### [Dataset records]

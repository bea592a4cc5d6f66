use std::{
    ops::{AddAssign, SubAssign},
    sync::{
        atomic::{AtomicBool, Ordering},
        Arc,
    },
};

                    /*\
<<<<>>>><<>><><<>><<<*>>><<>><><<>><<<<>>>>
                 Observer
<<<<>>>><<>><><<>><<<*>>><<>><><<>><<<<>>>>
                    \*/
type Teardown = Box<dyn Fn() + Send + Sync>;

/// Disposal handle for one subscription.
///
/// Holds the subscription's validity flag plus teardown closures that detach
/// its slots from every source the chain registered with. Teardown captures
/// only weak references, so an observer never keeps a source alive and
/// invalidating after the source is gone is a silent no-op.
#[derive(Clone)]
pub struct Observer {
    valid: Arc<AtomicBool>,
    teardown: Arc<Vec<Teardown>>,
}

impl Observer {
    pub(crate) fn new(valid: Arc<AtomicBool>, teardown: Vec<Teardown>) -> Self {
        Observer {
            valid,
            teardown: Arc::new(teardown),
        }
    }

    /// Idempotent: the first call clears the validity flag and detaches the
    /// slots; later calls do nothing. No handler of this subscription fires
    /// once this returns.
    pub fn invalidate(&self) {
        if self.valid.swap(false, Ordering::SeqCst) {
            #[cfg(feature = "tracing")]
            tracing::debug!("observer invalidated");

            for teardown in self.teardown.iter() {
                teardown();
            }
        }
    }

    pub fn is_valid(&self) -> bool {
        self.valid.load(Ordering::SeqCst)
    }

    fn is_same(&self, other: &Observer) -> bool {
        Arc::ptr_eq(&self.valid, &other.valid)
    }
}

                    /*\
<<<<>>>><<>><><<>><<<*>>><<>><><<>><<<<>>>>
               Observer Pool
<<<<>>>><<>><><<>><<<*>>><<>><><<>><<<<>>>>
                    \*/
/// Groups observers for bulk teardown. `pool += observer` adds,
/// `pool -= &observer` removes without invalidating, and `invalidate`
/// invalidates every member exactly once, leaving the pool empty and
/// reusable.
#[derive(Default)]
pub struct ObserverPool {
    observers: Vec<Observer>,
}

impl ObserverPool {
    pub fn new() -> Self {
        ObserverPool::default()
    }

    pub fn add(&mut self, observer: Observer) {
        self.observers.push(observer);
    }

    pub fn remove(&mut self, observer: &Observer) {
        self.observers.retain(|held| !held.is_same(observer));
    }

    pub fn invalidate(&mut self) {
        for observer in self.observers.drain(..) {
            observer.invalidate();
        }
    }

    pub fn len(&self) -> usize {
        self.observers.len()
    }

    pub fn is_empty(&self) -> bool {
        self.observers.is_empty()
    }
}

impl AddAssign<Observer> for ObserverPool {
    fn add_assign(&mut self, observer: Observer) {
        self.add(observer);
    }
}

impl SubAssign<&Observer> for ObserverPool {
    fn sub_assign(&mut self, observer: &Observer) {
        self.remove(observer);
    }
}

//<<<<>>>><<>><><<>><<<*>>><<>><><<>><<<<>>>>

#[cfg(test)]
mod tests {
    use crate::{
        holder::{Holder, Notifier},
        observe::{ObserverPool, Source},
    };
    use std::sync::{Arc, RwLock};

    #[test]
    fn pool_invalidate1() {
        let mut pool = ObserverPool::new();
        let notifier = Notifier::<i32>::new();
        let holder = Holder::new("0".to_string());

        let notifier_received = Arc::new(RwLock::new(None));
        let holder_received = Arc::new(RwLock::new(None));

        {
            let received = notifier_received.clone();
            pool += notifier
                .chain()
                .each(move |value| *received.write().unwrap() = Some(*value))
                .end();
        }
        {
            let received = holder_received.clone();
            pool += holder
                .chain()
                .each(move |value: &String| *received.write().unwrap() = Some(value.clone()))
                .sync();
        }

        assert_eq!(*holder_received.read().unwrap(), Some("0".to_string()));

        notifier.notify(1);
        holder.set("2".to_string());

        assert_eq!(*notifier_received.read().unwrap(), Some(1));
        assert_eq!(*holder_received.read().unwrap(), Some("2".to_string()));

        *notifier_received.write().unwrap() = None;
        *holder_received.write().unwrap() = None;

        pool.invalidate();

        notifier.notify(3);
        holder.set("4".to_string());

        assert_eq!(*notifier_received.read().unwrap(), None);
        assert_eq!(*holder_received.read().unwrap(), None);
        assert!(pool.is_empty());
    }

    #[test]
    fn pool_remove1() {
        let mut pool = ObserverPool::new();
        let notifier = Notifier::<i32>::new();
        let holder = Holder::new("0".to_string());

        let notifier_received = Arc::new(RwLock::new(None));
        let holder_received = Arc::new(RwLock::new(None));

        let notifier_observer = {
            let received = notifier_received.clone();
            notifier
                .chain()
                .each(move |value| *received.write().unwrap() = Some(*value))
                .end()
        };
        let holder_observer = {
            let received = holder_received.clone();
            holder
                .chain()
                .each(move |value: &String| *received.write().unwrap() = Some(value.clone()))
                .sync()
        };

        pool += notifier_observer;
        pool += holder_observer.clone();

        assert_eq!(*holder_received.read().unwrap(), Some("0".to_string()));

        // a removed member is excluded from pool-wide invalidation
        pool -= &holder_observer;

        pool.invalidate();

        notifier.notify(3);
        holder.set("4".to_string());

        assert_eq!(*notifier_received.read().unwrap(), None);
        assert_eq!(*holder_received.read().unwrap(), Some("4".to_string()));
    }

    #[test]
    fn invalidate_is_idempotent1() {
        let notifier = Notifier::<i32>::new();
        let count = Arc::new(RwLock::new(0usize));

        let observer = {
            let count = count.clone();
            notifier
                .chain()
                .each(move |_| *count.write().unwrap() += 1)
                .end()
        };

        notifier.notify(1);
        observer.invalidate();
        observer.invalidate();
        notifier.notify(2);

        assert_eq!(*count.read().unwrap(), 1);
        assert!(!observer.is_valid());
    }
}
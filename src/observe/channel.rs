use {
    crate::observe::Sink,
    async_std::stream::Stream,
    core::{
        pin::Pin,
        task::{Context, Poll, Waker},
    },
    std::{
        collections::HashSet,
        hash::Hash,
        sync::{Arc, Mutex},
    },
};

                    /*\
<<<<>>>><<>><><<>><<<*>>><<>><><<>><<<<>>>>
                Buffer Kinds
<<<<>>>><<>><><<>><<<*>>><<>><><<>><<<<>>>>
                    \*/
/// Buffering strategy of a channel between a chain and an async consumer.
pub trait ChannelData: Default + IntoIterator + Send + Sync {
    fn channel_insert(&mut self, item: Self::Item);
}

/// Queue: every received value is kept in order.
impl<T> ChannelData for Vec<T>
where
    T: Send + Sync,
{
    fn channel_insert(&mut self, item: T) {
        self.push(item);
    }
}

/// Set: duplicate values between two polls collapse.
impl<T> ChannelData for HashSet<T>
where
    T: Eq + Hash + Send + Sync,
{
    fn channel_insert(&mut self, item: T) {
        self.insert(item);
    }
}

/// Last-wins: only the most recent value between two polls survives.
impl<T> ChannelData for Option<T>
where
    T: Send + Sync,
{
    fn channel_insert(&mut self, item: T) {
        *self = Some(item);
    }
}

                    /*\
<<<<>>>><<>><><<>><<<*>>><<>><><<>><<<<>>>>
                  Channel
<<<<>>>><<>><><<>><<<*>>><<>><><<>><<<<>>>>
                    \*/
struct ChannelState<Data: ChannelData> {
    buffer: Option<Data>,
    draining: Option<Data::IntoIter>,
    senders: usize,
    waker: Option<Waker>,
}

//<<<<>>>><<>><><<>><<<*>>><<>><><<>><<<<>>>>

pub struct ChannelSender<Data: ChannelData>(Arc<Mutex<ChannelState<Data>>>);
pub struct ChannelReceiver<Data: ChannelData>(Arc<Mutex<ChannelState<Data>>>);

//<<<<>>>><<>><><<>><<<*>>><<>><><<>><<<<>>>>

impl<Data: ChannelData> ChannelSender<Data> {
    pub fn send(&self, item: Data::Item) {
        let mut state = self.0.lock().unwrap();

        state
            .buffer
            .get_or_insert_with(Data::default)
            .channel_insert(item);

        if let Some(waker) = state.waker.take() {
            waker.wake();
        }
    }
}

impl<Data> Sink for ChannelSender<Data>
where
    Data: ChannelData + 'static,
    Data::Item: Clone + Send + Sync,
    Data::IntoIter: Send + Sync + 'static,
{
    type Value = Data::Item;

    fn receive(&self, value: &Data::Item) {
        self.send(value.clone());
    }
}

impl<Data: ChannelData> Clone for ChannelSender<Data> {
    fn clone(&self) -> Self {
        self.0.lock().unwrap().senders += 1;
        ChannelSender(self.0.clone())
    }
}

impl<Data: ChannelData> Drop for ChannelSender<Data> {
    fn drop(&mut self) {
        let mut state = self.0.lock().unwrap();
        state.senders -= 1;
        if let Some(waker) = state.waker.take() {
            waker.wake();
        }
    }
}

//<<<<>>>><<>><><<>><<<*>>><<>><><<>><<<<>>>>

impl<Data: ChannelData> ChannelReceiver<Data> {
    pub async fn recv(&self) -> Option<Data> {
        ChannelRead(self.0.clone()).await
    }

    pub fn try_recv(&self) -> Option<Data> {
        self.0.lock().unwrap().buffer.take()
    }
}

struct ChannelRead<Data: ChannelData>(Arc<Mutex<ChannelState<Data>>>);

impl<Data: ChannelData> std::future::Future for ChannelRead<Data> {
    type Output = Option<Data>;

    fn poll(self: Pin<&mut Self>, cx: &mut Context) -> Poll<Self::Output> {
        let mut state = self.0.lock().unwrap();
        if let Some(buffer) = state.buffer.take() {
            Poll::Ready(Some(buffer))
        } else if state.senders == 0 {
            Poll::Ready(None)
        } else {
            state.waker = Some(cx.waker().clone());
            Poll::Pending
        }
    }
}

//<<<<>>>><<>><><<>><<<*>>><<>><><<>><<<<>>>>

impl<Data: ChannelData> Stream for ChannelReceiver<Data> {
    type Item = Data::Item;

    fn poll_next(self: Pin<&mut Self>, cx: &mut Context<'_>) -> Poll<Option<Self::Item>> {
        let mut state = self.0.lock().unwrap();

        if let Some(draining) = state.draining.as_mut() {
            if let Some(item) = draining.next() {
                return Poll::Ready(Some(item));
            } else {
                state.draining = None;
            }
        }

        if let Some(buffer) = state.buffer.take() {
            state.draining = Some(buffer.into_iter());
            // a freshly filled buffer yields at least one item
            Poll::Ready(state.draining.as_mut().unwrap().next())
        } else if state.senders == 0 {
            Poll::Ready(None)
        } else {
            state.waker = Some(cx.waker().clone());
            Poll::Pending
        }
    }
}

                    /*\
<<<<>>>><<>><><<>><<<*>>><<>><><<>><<<<>>>>
             Factory Functions
<<<<>>>><<>><><<>><<<*>>><<>><><<>><<<<>>>>
                    \*/
pub fn channel<Data: ChannelData>() -> (ChannelSender<Data>, ChannelReceiver<Data>) {
    let state = Arc::new(Mutex::new(ChannelState {
        buffer: None,
        draining: None,
        senders: 1,
        waker: None,
    }));

    (ChannelSender(state.clone()), ChannelReceiver(state))
}

pub fn queue_channel<T: Send + Sync>() -> (ChannelSender<Vec<T>>, ChannelReceiver<Vec<T>>) {
    channel::<Vec<T>>()
}

pub fn set_channel<T: Eq + Hash + Send + Sync>(
) -> (ChannelSender<HashSet<T>>, ChannelReceiver<HashSet<T>>) {
    channel::<HashSet<T>>()
}

pub fn singleton_channel<T: Send + Sync>() -> (ChannelSender<Option<T>>, ChannelReceiver<Option<T>>)
{
    channel::<Option<T>>()
}

//<<<<>>>><<>><><<>><<<*>>><<>><><<>><<<<>>>>
use {
    crate::{
        chain::Chain,
        observe::{Handler, Source},
    },
    std::{marker::PhantomData, sync::Arc},
};

//<<<<>>>><<>><><<>><<<*>>><<>><><<>><<<<>>>>

impl<Out, Src> Chain<Out, Src>
where
    Out: Clone + Send + Sync + 'static,
    Src: Source,
{
    /// Values failing the predicate are dropped; downstream stages do not
    /// fire for them.
    pub fn filter<F>(self, pred: F) -> Chain<Out, Src>
    where
        F: Fn(&Out) -> bool + Send + Sync + 'static,
    {
        let build = self.build;
        Chain {
            build: Box::new(move |valid, next| {
                let filtered: Handler<Out> = Arc::new(move |value: &Out| {
                    if pred(value) {
                        next(value);
                    }
                });
                build(valid, filtered)
            }),
            _src: PhantomData,
        }
    }

    /// Transform and drop in one step: `None` results are withheld.
    pub fn filter_map<T, F>(self, filter_map: F) -> Chain<T, Src>
    where
        T: Clone + Send + Sync + 'static,
        F: Fn(Out) -> Option<T> + Send + Sync + 'static,
    {
        let build = self.build;
        Chain {
            build: Box::new(move |valid, next| {
                let filtered: Handler<Out> = Arc::new(move |value: &Out| {
                    if let Some(mapped) = filter_map(value.clone()) {
                        next(&mapped);
                    }
                });
                build(valid, filtered)
            }),
            _src: PhantomData,
        }
    }
}

//<<<<>>>><<>><><<>><<<*>>><<>><><<>><<<<>>>>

### [Aim of the task]
The word "Sink" may appear in several lines of the data; copy every line where it does.

### [Response below]
    crate::observe::Sink,
impl<Data> Sink for ChannelSender<Data>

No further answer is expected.